To extract the files, first navigate to the $pdbbind_dir directory and then use the following command.

tarballs=("PDBbind_v2020_plain_text_index.tar.gz" "PDBbind_v2020_refined.tar.gz" "PDBbind_v2020_other_PL.tar.gz")
for tarball in "${tarballs[@]}"
do
  dirname=${tarball%%.*}
  mkdir -p "$dirname" && pv -N "Extracting $tarball" "$tarball" | tar xzf - -C "$dirname"
done

The following files are required to exist:

Finally, run the script

python scripts/preprocess/pdbbind.py \
    --pdbbind-dir <PATH TO PDBBind>

# Filter test set
python scripts/preprocess/pdbbind_pick_set.py

Merge Dictionary

python scripts/preprocess/merge_vocabs.py \
    --includes chembl crossdocked

Train

Pretraining on ChEMBL Dataset with ChEMBL+CrossDocked Dictionary

python scripts/cvae_complex/train.py \
    --include chembl \
    --device cuda:0 \
    --config scripts/cvae_complex/frag_pretrain_config.yaml \
    --vocab-fn "saved/preprocess/merge_vocabs/chembl,crossdocked&frag_vocab.json" \
    --no-valid-prior

Training on CrossDocked Dataset

Replace 20230303_191022_be9e with pretrain ID.

python scripts/cvae_complex/train.py \
    --include crossdocked \
    --device cuda:0 \
    --config scripts/cvae_complex/complex_config.yaml \
    --base-train-id 20230303_191022_be9e

The checkpoint trained on ChEMBL and CrossDocked has been provided in the repository at deepblock/public/saved/cvae_complex/20230305_163841_cee4. By executing cp -r deepblock/public/saved ., you can directly continue with the following commands.

Inference

Ligand Generation

Replace 20230305_163841_cee4 with train ID.

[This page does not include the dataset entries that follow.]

//! Route Guard
//!
//! Navigation glue: decides whether a route may be shown for the current
//! session or where to send the user instead.

use crate::session::SessionStore;

#[derive(Debug, Clone, Copy, PartialEq, Eq, Hash)]
pub enum Route {
    Root,
    Login,
    Register,
    Todos,
}

impl Route {
    pub const ALL: [Route; 4] = [Route::Root, Route::Login, Route::Register, Route::Todos];

    pub fn path(&self) -> &'static str {
        match self {
            Route::Root => "/",
            Route::Login => "/login",
            Route::Register => "/register",
            Route::Todos => "/todos",
        }
    }

    /// Exact path match; trailing slashes are ignored
    pub fn from_path(path: &str) -> Option<Route> {
        let trimmed = path.trim_end_matches('/');
        let normalized = if trimmed.is_empty() { "/" } else { trimmed };
        Self::ALL.into_iter().find(|route| route.path() == normalized)
    }

    pub fn requires_session(&self) -> bool {
        matches!(self, Route::Todos)
    }
}

#[derive(Debug, Clone, Copy, PartialEq, Eq)]
pub enum Admission {
    Admit(Route),
    Redirect(Route),
}

impl Admission {
    pub fn is_admitted(&self) -> bool {
        matches!(self, Admission::Admit(_))
    }

    /// Route that ends up being shown
    pub fn target(&self) -> Route {
        match self {
            Admission::Admit(route) | Admission::Redirect(route) => *route,
        }
    }
}

#[derive(Clone)]
pub struct RouteGuard {
    session: SessionStore,
}

impl RouteGuard {
    pub fn new(session: SessionStore) -> Self {
        Self { session }
    }

    pub fn admit(&self, route: Route) -> Admission {
        match route {
            Route::Root => Admission::Redirect(Route::Todos),
            route if route.requires_session() && !self.session.is_authenticated() => {
                Admission::Redirect(Route::Login)
            }
            route => Admission::Admit(route),
        }
    }

    /// Resolve a raw path, following redirects to the route finally shown.
    /// Unknown paths resolve like `/`.
    pub fn resolve(&self, path: &str) -> Route {
        let mut route = Route::from_path(path).unwrap_or(Route::Root);
        // Redirect chains are at most two hops (/ -> /todos -> /login)
        for _ in 0..Route::ALL.len() {
            match self.admit(route) {
                Admission::Admit(shown) => return shown,
                Admission::Redirect(next) => route = next,
            }
        }
        route
    }
}
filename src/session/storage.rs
//! Session Persistence
//!
//! Keeps the current session across restarts. Reads are synchronous so the
//! store can be initialized before the first render.

use std::path::{Path, PathBuf};
use std::sync::Mutex;

use crate::error::StorageError;
use crate::models::Session;

pub trait SessionStorage: Send + Sync {
    /// Previously saved session, if any
    fn load(&self) -> Result<Option<Session>, StorageError>;

    fn save(&self, session: &Session) -> Result<(), StorageError>;

    fn clear(&self) -> Result<(), StorageError>;
}

/// JSON file in the app data directory
#[derive(Debug, Clone)]
pub struct FileSessionStorage {
    path: PathBuf,
}

impl FileSessionStorage {
    pub fn new(path: impl Into<PathBuf>) -> Self {
        Self { path: path.into() }
    }

    pub fn path(&self) -> &Path {
        &self.path
    }
}

impl SessionStorage for FileSessionStorage {
    fn load(&self) -> Result<Option<Session>, StorageError> {
        if !self.path.exists() {
            return Ok(None);
        }
        let raw = std::fs::read_to_string(&self.path)?;
        Ok(Some(serde_json::from_str(&raw)?))
    }

    fn save(&self, session: &Session) -> Result<(), StorageError> {
        if let Some(parent) = self.path.parent() {
            std::fs::create_dir_all(parent)?;
        }
        std::fs::write(&self.path, serde_json::to_string(session)?)?;
        Ok(())
    }

    fn clear(&self) -> Result<(), StorageError> {
        match std::fs::remove_file(&self.path) {
            Err(e) if e.kind() != std::io::ErrorKind::NotFound => Err(e.into()),
            _ => Ok(()),
        }
    }
}

/// Process-local storage, for tests and embedders without a data dir
#[derive(Debug, Default)]
pub struct MemorySessionStorage {
    slot: Mutex<Option<Session>>,
}

impl MemorySessionStorage {
    pub fn new() -> Self {
        Self::default()
    }

    pub fn with_session(session: Session) -> Self {
        Self {
            slot: Mutex::new(Some(session)),
        }
    }
}

impl SessionStorage for MemorySessionStorage {
    fn load(&self) -> Result<Option<Session>, StorageError> {
        Ok(self.slot.lock().unwrap_or_else(|e| e.into_inner()).clone())
    }

    fn save(&self, session: &Session) -> Result<(), StorageError> {
        *self.slot.lock().unwrap_or_else(|e| e.into_inner()) = Some(session.clone());
        Ok(())
    }

    fn clear(&self) -> Result<(), StorageError> {
        *self.slot.lock().unwrap_or_else(|e| e.into_inner()) = None;
        Ok(())
    }
}

#[cfg(test)]
mod tests {
    use super::*;
    use crate::models::User;

    fn session() -> Session {
        Session {
            token: "tok".to_string(),
            user: User {
                id: "u1".to_string(),
                email: "a@b.io".to_string(),
                name: "A".to_string(),
            },
        }
    }

    #[test]
    fn test_file_storage_round_trip() {
        let dir = tempfile::tempdir().unwrap();
        let storage = FileSessionStorage::new(dir.path().join("data").join("session.json"));

        assert!(storage.load().unwrap().is_none());
        storage.save(&session()).unwrap();
        assert_eq!(storage.load().unwrap(), Some(session()));

        storage.clear().unwrap();
        assert!(storage.load().unwrap().is_none());
        // Clearing twice is fine
        storage.clear().unwrap();
    }

    #[test]
    fn test_file_storage_corrupt_file() {
        let dir = tempfile::tempdir().unwrap();
        let path = dir.path().join("session.json");
        std::fs::write(&path, "{not json").unwrap();

        let storage = FileSessionStorage::new(&path);
        assert!(matches!(storage.load(), Err(StorageError::Format(_))));
    }
}
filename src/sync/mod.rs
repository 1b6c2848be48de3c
//! List Sync Engine
//!
//! Keeps the signed-in user's todo list cached and consistent with the
//! backend. Reconciliation is always a full refetch: mutations and push
//! notifications only ever trigger [`ListSyncEngine::refresh`], the engine
//! never patches the cache itself.
//!
//! Each refresh takes a sequence number when dispatched. A result is applied
//! only if its number is higher than that of the snapshot currently held, so
//! a slow, older fetch can never overwrite a newer one.

#[cfg(test)]
mod tests;

use std::sync::atomic::{AtomicBool, AtomicU64, Ordering};
use std::sync::{Arc, Mutex, MutexGuard};

use serde_json::json;
use tokio::sync::watch;

use crate::backend::{Backend, RecordFilter};
use crate::error::{SubscriptionError, SyncError};
use crate::models::{Item, ListSnapshot, User};
use crate::subscription::ChangeSubscription;

/// Where the list lives and how it is fetched
#[derive(Debug, Clone, PartialEq, Eq)]
pub struct SyncSettings {
    pub collection: String,
    pub topic: String,
    pub page_size: u32,
}

impl Default for SyncSettings {
    fn default() -> Self {
        Self {
            collection: "todos".to_string(),
            topic: "*".to_string(),
            page_size: 50,
        }
    }
}

struct EngineInner {
    backend: Arc<dyn Backend>,
    owner: User,
    settings: SyncSettings,
    next_sequence: AtomicU64,
    snapshot: watch::Sender<ListSnapshot>,
    closed: AtomicBool,
}

impl EngineInner {
    fn is_closed(&self) -> bool {
        self.closed.load(Ordering::SeqCst)
    }

    fn ensure_open(&self) -> Result<(), SyncError> {
        if self.is_closed() {
            Err(SyncError::Closed)
        } else {
            Ok(())
        }
    }

    async fn refresh(&self) -> Result<ListSnapshot, SyncError> {
        self.ensure_open()?;
        let sequence = self.next_sequence.fetch_add(1, Ordering::SeqCst) + 1;
        log::debug!("Refresh #{} dispatched", sequence);

        let items = self
            .fetch_all()
            .await
            .inspect_err(|e| log::warn!("Refresh #{} failed, keeping last snapshot: {}", sequence, e))?;
        self.ensure_open()?;

        let fresh = ListSnapshot::new(sequence, items);
        let applied = self.snapshot.send_if_modified(|current| {
            if self.is_closed() || sequence <= current.sequence() {
                return false;
            }
            *current = fresh;
            true
        });

        if applied {
            log::debug!("Refresh #{} applied", sequence);
        } else {
            log::debug!("Refresh #{} discarded, newer snapshot already applied", sequence);
        }
        Ok(self.snapshot.borrow().clone())
    }

    /// Walk every page of the owner's records
    async fn fetch_all(&self) -> Result<Vec<Item>, SyncError> {
        let filter = RecordFilter::eq("owner", self.owner.id.as_str());
        let mut items = Vec::new();
        let mut page = 1;

        loop {
            let batch = self
                .backend
                .list_records(&self.settings.collection, &filter, page, self.settings.page_size)
                .await?;
            let exhausted = batch.items.is_empty() || page >= batch.total_pages;

            for record in &batch.items {
                match Item::from_record(record) {
                    Ok(item) if item.owner == self.owner.id => items.push(item),
                    Ok(item) => log::warn!("Skipping record {} owned by {}", item.id, item.owner),
                    Err(e) => log::warn!("Skipping record: {}", e),
                }
            }

            if exhausted {
                return Ok(items);
            }
            page += 1;
        }
    }
}

pub struct ListSyncEngine {
    inner: Arc<EngineInner>,
    subscription: Mutex<Option<ChangeSubscription>>,
}

impl ListSyncEngine {
    /// Create an idle engine for `owner`; call [`start`](Self::start) to go live
    pub fn new(backend: Arc<dyn Backend>, owner: User, settings: SyncSettings) -> Self {
        let (snapshot, _) = watch::channel(ListSnapshot::default());
        Self {
            inner: Arc::new(EngineInner {
                backend,
                owner,
                settings,
                next_sequence: AtomicU64::new(0),
                snapshot,
                closed: AtomicBool::new(false),
            }),
            subscription: Mutex::new(None),
        }
    }

    /// Open the change subscription, then perform the initial fetch.
    ///
    /// Subscribing first means no change between the two steps is missed.
    /// A failed subscription is logged and the engine keeps working without
    /// live updates; [`resubscribe`](Self::resubscribe) retries it.
    pub async fn start(&self) -> Result<ListSnapshot, SyncError> {
        if let Err(e) = self.resubscribe().await {
            log::warn!("Live updates disabled for {}: {}", self.inner.owner.id, e);
        }
        self.refresh().await
    }

    fn subscription(&self) -> MutexGuard<'_, Option<ChangeSubscription>> {
        self.subscription.lock().unwrap_or_else(|e| e.into_inner())
    }

    pub fn owner(&self) -> &User {
        &self.inner.owner
    }

    pub fn settings(&self) -> &SyncSettings {
        &self.inner.settings
    }

    /// Latest applied snapshot
    pub fn snapshot(&self) -> ListSnapshot {
        self.inner.snapshot.borrow().clone()
    }

    /// Receiver that is notified whenever a new snapshot is applied
    pub fn watch(&self) -> watch::Receiver<ListSnapshot> {
        self.inner.snapshot.subscribe()
    }

    pub fn is_live(&self) -> bool {
        self.subscription().as_ref().is_some_and(ChangeSubscription::is_open)
    }

    pub fn is_closed(&self) -> bool {
        self.inner.is_closed()
    }

    // ========================
    // Operations
    // ========================

    /// Refetch the whole list and apply it unless a newer result landed first.
    ///
    /// On failure the previous snapshot stays in place.
    pub async fn refresh(&self) -> Result<ListSnapshot, SyncError> {
        self.inner.refresh().await
    }

    /// Add a todo. Blank titles are ignored without contacting the backend.
    pub async fn create(&self, title: &str) -> Result<(), SyncError> {
        let title = title.trim();
        if title.is_empty() {
            log::debug!("Ignoring create with blank title");
            return Ok(());
        }
        self.inner.ensure_open()?;

        let fields = json!({
            "title": title,
            "completed": false,
            "owner": self.inner.owner.id,
        });
        self.inner
            .backend
            .create_record(&self.inner.settings.collection, fields)
            .await
            .inspect_err(|e| log::warn!("Create failed: {}", e))?;
        self.refresh().await.map(|_| ())
    }

    /// Flip `completed` on the item with `item.id`
    pub async fn toggle(&self, item: &Item) -> Result<(), SyncError> {
        self.inner.ensure_open()?;

        self.inner
            .backend
            .update_record(
                &self.inner.settings.collection,
                &item.id,
                json!({ "completed": !item.completed }),
            )
            .await
            .inspect_err(|e| log::warn!("Toggle of {} failed: {}", item.id, e))?;
        self.refresh().await.map(|_| ())
    }

    pub async fn delete(&self, item_id: &str) -> Result<(), SyncError> {
        self.inner.ensure_open()?;

        self.inner
            .backend
            .delete_record(&self.inner.settings.collection, item_id)
            .await
            .inspect_err(|e| log::warn!("Delete of {} failed: {}", item_id, e))?;
        self.refresh().await.map(|_| ())
    }

    /// Open (or reopen) the change subscription whose handler is `refresh()`
    pub async fn resubscribe(&self) -> Result<(), SubscriptionError> {
        if self.is_closed() {
            return Err(SubscriptionError::Closed);
        }
        if self.is_live() {
            return Ok(());
        }

        let weak = Arc::downgrade(&self.inner);
        let settings = &self.inner.settings;
        let subscription = ChangeSubscription::open(
            self.inner.backend.as_ref(),
            &settings.collection,
            &settings.topic,
            move |_event| {
                let weak = weak.clone();
                async move {
                    let Some(inner) = weak.upgrade() else { return };
                    if let Err(e) = inner.refresh().await {
                        log::warn!("Push-triggered refresh failed: {}", e);
                    }
                }
            },
        )
        .await?;

        let mut slot = self.subscription();
        // Shut down while the subscribe call was in flight
        if self.is_closed() {
            subscription.close();
            return Err(SubscriptionError::Closed);
        }
        if let Some(previous) = slot.replace(subscription) {
            previous.close();
        }
        Ok(())
    }

    /// Stop applying results and close the subscription. Idempotent.
    pub fn shutdown(&self) {
        if self.inner.closed.swap(true, Ordering::SeqCst) {
            return;
        }
        if let Some(subscription) = self.subscription().take() {
            subscription.close();
        }
        log::info!("Sync engine for {} shut down", self.inner.owner.id);
    }
}

impl Drop for ListSyncEngine {
    fn drop(&mut self) {
        self.shutdown();
    }
}
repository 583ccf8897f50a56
mod app;
mod color;
mod config;
mod data;
mod state;
mod ui;
mod view;

use std::path::PathBuf;

use anyhow::Result;
use app::DashboardApp;
use clap::Parser;
use config::DashboardConfig;
use eframe::egui;
use state::{Action, AppState};

/// Irrigation and soil-moisture dashboard for the sugarcane monitoring project.
#[derive(Debug, Parser)]
#[command(version, about)]
struct Cli {
    /// Workbook (.xlsx, .xls, .ods) or directory of per-sheet files to open.
    data: Option<PathBuf>,

    /// JSON configuration file.
    #[arg(short, long)]
    config: Option<PathBuf>,
}

fn main() -> Result<()> {
    env_logger::init();
    let cli = Cli::parse();

    let mut config = match &cli.config {
        Some(path) => DashboardConfig::load(path)?,
        None => DashboardConfig::default(),
    };
    if cli.data.is_some() {
        config.data_path = cli.data;
    }
    log::debug!("Configuration: {config:?}");

    let title = config.title.clone();
    let mut state = AppState::new(config);
    if let Some(path) = state.config.data_path.clone() {
        state.apply(Action::OpenResource(path));
    }

    let options = eframe::NativeOptions {
        viewport: egui::ViewportBuilder::default()
            .with_inner_size([1280.0, 860.0])
            .with_min_inner_size([720.0, 480.0]),
        ..Default::default()
    };

    eframe::run_native(
        &title,
        options,
        Box::new(move |_cc| Ok(Box::new(DashboardApp::new(state)))),
    )
    .map_err(|e| anyhow::anyhow!("running the dashboard window: {e}"))
}
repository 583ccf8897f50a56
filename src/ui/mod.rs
pub mod panels;
pub mod plot;
pub mod tables;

python scripts/cvae_complex/sample.py \
    --include crossdocked \
    --device cuda:0 \
    --base-train-id 20230305_163841_cee4 \
    --num-samples 100 \
    --validate-mol \
    --embed-mol \
    --unique-mol

Affinity optimization

python scripts/cvae_complex/optimize.py \
    --device cpu \
    --base-train-id 20230305_163841_cee4 \
    --num-samples 5000 \
    --complex-id F16P1_HUMAN_1_338_0/3kc1_A_rec_3kc1_2t6_lig_tt_min_0

Property optimization (SA)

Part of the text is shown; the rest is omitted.